XXXVII

Aussi est-ce déjà sauver quelqu'un que de faire qu'il aime le mal un peu moins qu'il ne l'aimait, car c'est l'aider à entreprendre tout au fond de son âme l'édification du refuge contre lequel la destinée viendra briser ses armes. Ce refuge est le monument de la conscience ou de l'amour, peu importe, car l'amour est la conscience qui se cherche encore obscurément, tandis que la conscience véritable est l'amour qui se retrouve enfin dans la clarté. Or, c'est au plus profond de ce refuge que l'âme allume le feu intime de sa joie. La joie de l'âme qui écarte la tristesse que laissent derrière elles les destinées mauvaises, de même que le feu matériel écarte l'influence des maladies qui règnent sur la terre, la joie de l'âme n'est pas semblable aux autres joies. Elle ne vient ni d'un bonheur extérieur, ni d'une satisfaction de l'amour-propre. Car sous la joie de l'amour-propre qui diminue à mesure que l'âme s'améliore, il y a la joie de l'amour pur qui s'accroît à mesure que l'âme s'ennoblit. Non, cette joie ne naît point de l'orgueil; et ce n'est pas parce qu'elle peut sourire à sa beauté que l'âme se sent heureuse. Une âme qui a acquis quelque conscience d'elle-même a le droit de savoir qu'elle est belle; mais tout ce qu'elle ajoute trop volontairement à la conscience de sa beauté, elle l'enlève peut-être à l'inconscience de l'amour.
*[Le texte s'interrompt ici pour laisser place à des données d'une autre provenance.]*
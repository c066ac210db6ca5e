//! Finding SARIF result files below a build directory.

use std::collections::BTreeMap;
use std::io;
use std::path::{Path, PathBuf};

use tracing::{debug, warn};

use crate::config::DiscoveryConfig;
use crate::error::Error;

mod sink;
pub mod sarif;

pub use sink::LogSink;

use self::sarif::SarifLog;

#[derive(Debug, Clone, PartialEq, Eq)]
pub struct ResultFile {
    pub path: PathBuf,
    pub tool: Option<String>,
    pub result_count: usize,
    /// One line per result, only filled in verbose mode.
    pub details: Vec<String>,
}

impl ResultFile {
    fn empty(path: PathBuf) -> Self {
        Self {
            path,
            tool: None,
            result_count: 0,
            details: Vec::new(),
        }
    }

    pub fn has_results(&self) -> bool {
        self.result_count > 0
    }
}

/// Discovered files, sorted by path.
#[derive(Debug, Clone, Default)]
pub struct Discovery {
    pub files: Vec<ResultFile>,
}

impl Discovery {
    pub fn paths(&self) -> impl Iterator<Item = &Path> {
        self.files.iter().map(|file| file.path.as_path())
    }
}

pub trait Discover {
    fn discover(&mut self, base_dir: &Path, verbose: bool) -> Result<Discovery, Error>;
}

/// Walks the filesystem and reads every matching file as SARIF.
pub struct FsDiscovery {
    extensions: Vec<String>,
    skip_dirs: Vec<String>,
    log: LogSink,
}

impl FsDiscovery {
    pub fn new(config: &DiscoveryConfig, log: LogSink) -> Self {
        Self {
            extensions: config.extensions.clone(),
            skip_dirs: config.skip_dirs.clone(),
            log,
        }
    }

    fn is_result_file(&self, path: &Path) -> bool {
        path.extension()
            .and_then(|ext| ext.to_str())
            .map(|ext| self.extensions.iter().any(|e| e.eq_ignore_ascii_case(ext)))
            .unwrap_or(false)
    }

    fn is_skipped_dir(&self, path: &Path) -> bool {
        path.file_name()
            .and_then(|name| name.to_str())
            .map(|name| self.skip_dirs.iter().any(|skip| skip == name))
            .unwrap_or(false)
    }

    fn walk(&self, base_dir: &Path) -> Result<Vec<PathBuf>, Error> {
        let mut files = Vec::new();
        let mut to_visit = vec![base_dir.to_path_buf()];

        while let Some(dir) = to_visit.pop() {
            let entries = std::fs::read_dir(&dir).map_err(|source| Error::Discovery {
                path: dir.clone(),
                source,
            })?;

            for entry in entries {
                let entry = entry.map_err(|source| Error::Discovery {
                    path: dir.clone(),
                    source,
                })?;
                let path = entry.path();

                // symlinked directories are not followed, they may loop back
                let file_type = entry.file_type().map_err(|source| Error::ReadFile {
                    path: path.clone(),
                    source,
                })?;

                if file_type.is_dir() {
                    if !self.is_skipped_dir(&path) {
                        to_visit.push(path);
                    }
                    continue;
                }

                if self.is_result_file(&path) {
                    files.push(path);
                }
            }
        }

        files.sort();
        files.dedup();
        Ok(files)
    }

    /// Reads one collected file. A file that vanished since the walk (or a
    /// dangling symlink) and content that is not SARIF both yield a candidate
    /// with zero results; only other read errors are fatal.
    fn inspect(&mut self, path: PathBuf, verbose: bool) -> Result<ResultFile, Error> {
        let contents = match std::fs::read(&path) {
            Ok(contents) => contents,
            Err(err) if err.kind() == io::ErrorKind::NotFound => {
                warn!(path = %path.display(), "result file vanished before it could be read");
                self.log
                    .line(format!("{}: missing ({err})", path.display()))?;

                return Ok(ResultFile::empty(path));
            }
            Err(source) => return Err(Error::ReadFile { path, source }),
        };

        let log = match serde_json::from_slice::<SarifLog>(&contents) {
            Ok(log) => log,
            Err(err) => {
                warn!(path = %path.display(), error = %err, "not a readable SARIF log");
                self.log
                    .line(format!("{}: unreadable SARIF ({err})", path.display()))?;

                return Ok(ResultFile::empty(path));
            }
        };

        let tool = log.tool_name().map(str::to_string);
        let result_count = log.result_count();

        self.log.line(format!(
            "{}: {} results ({})",
            path.display(),
            result_count,
            tool.as_deref().unwrap_or("unknown tool")
        ))?;

        let details = if verbose {
            log.results().map(|result| result.detail_line()).collect()
        } else {
            Vec::new()
        };

        for detail in &details {
            self.log.line(format!("  {detail}"))?;
        }

        Ok(ResultFile {
            path,
            tool,
            result_count,
            details,
        })
    }
}

impl Discover for FsDiscovery {
    fn discover(&mut self, base_dir: &Path, verbose: bool) -> Result<Discovery, Error> {
        debug!(base_dir = %base_dir.display(), "searching for result files");

        let paths = self.walk(base_dir)?;

        // keyed by path so the order stays sorted regardless of walk order
        let mut files = BTreeMap::new();

        for path in paths {
            let file = self.inspect(path, verbose)?;
            files.insert(file.path.clone(), file);
        }

        self.log.flush()?;

        debug!(count = files.len(), "result files found");

        Ok(Discovery {
            files: files.into_values().collect(),
        })
    }
}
Et le premier devoir de la conscience qui se découvre est de nous enseigner le respect de l'inconscience, qui ne veut pas encore se dévoiler. Mais la joie dont je parle n'ôte pas à l'amour ce qu'elle ajoute à la conscience. Au contraire, c'est en elle, ce qui n'a lieu nulle autre part, que la conscience se nourrit de l'amour, cependant que l'amour s'augmente de la conscience. Un esprit qui s'élève a des bonheurs que ne connaît jamais un corps qui est heureux; mais une âme qui s'améliore a des joies que ne connaîtra pas toujours un esprit qui s'élève. Il est vrai que l'esprit qui s'élève et l'âme qui s'améliore ont coutume de travailler ensemble à affermir l'édifice intérieur. Mais il arrive aussi qu'ils travaillent séparément et que rien ne relie les deux enceintes qu'ils construisent. S'il en était ainsi, et que l'être que j'aime le plus au monde vînt me demander quel choix il lui faut faire, et quel est le refuge le plus profond, le plus inattaquable et le plus doux, je lui dirais d'abriter sa destinée dans le refuge de l'âme qui s'améliore.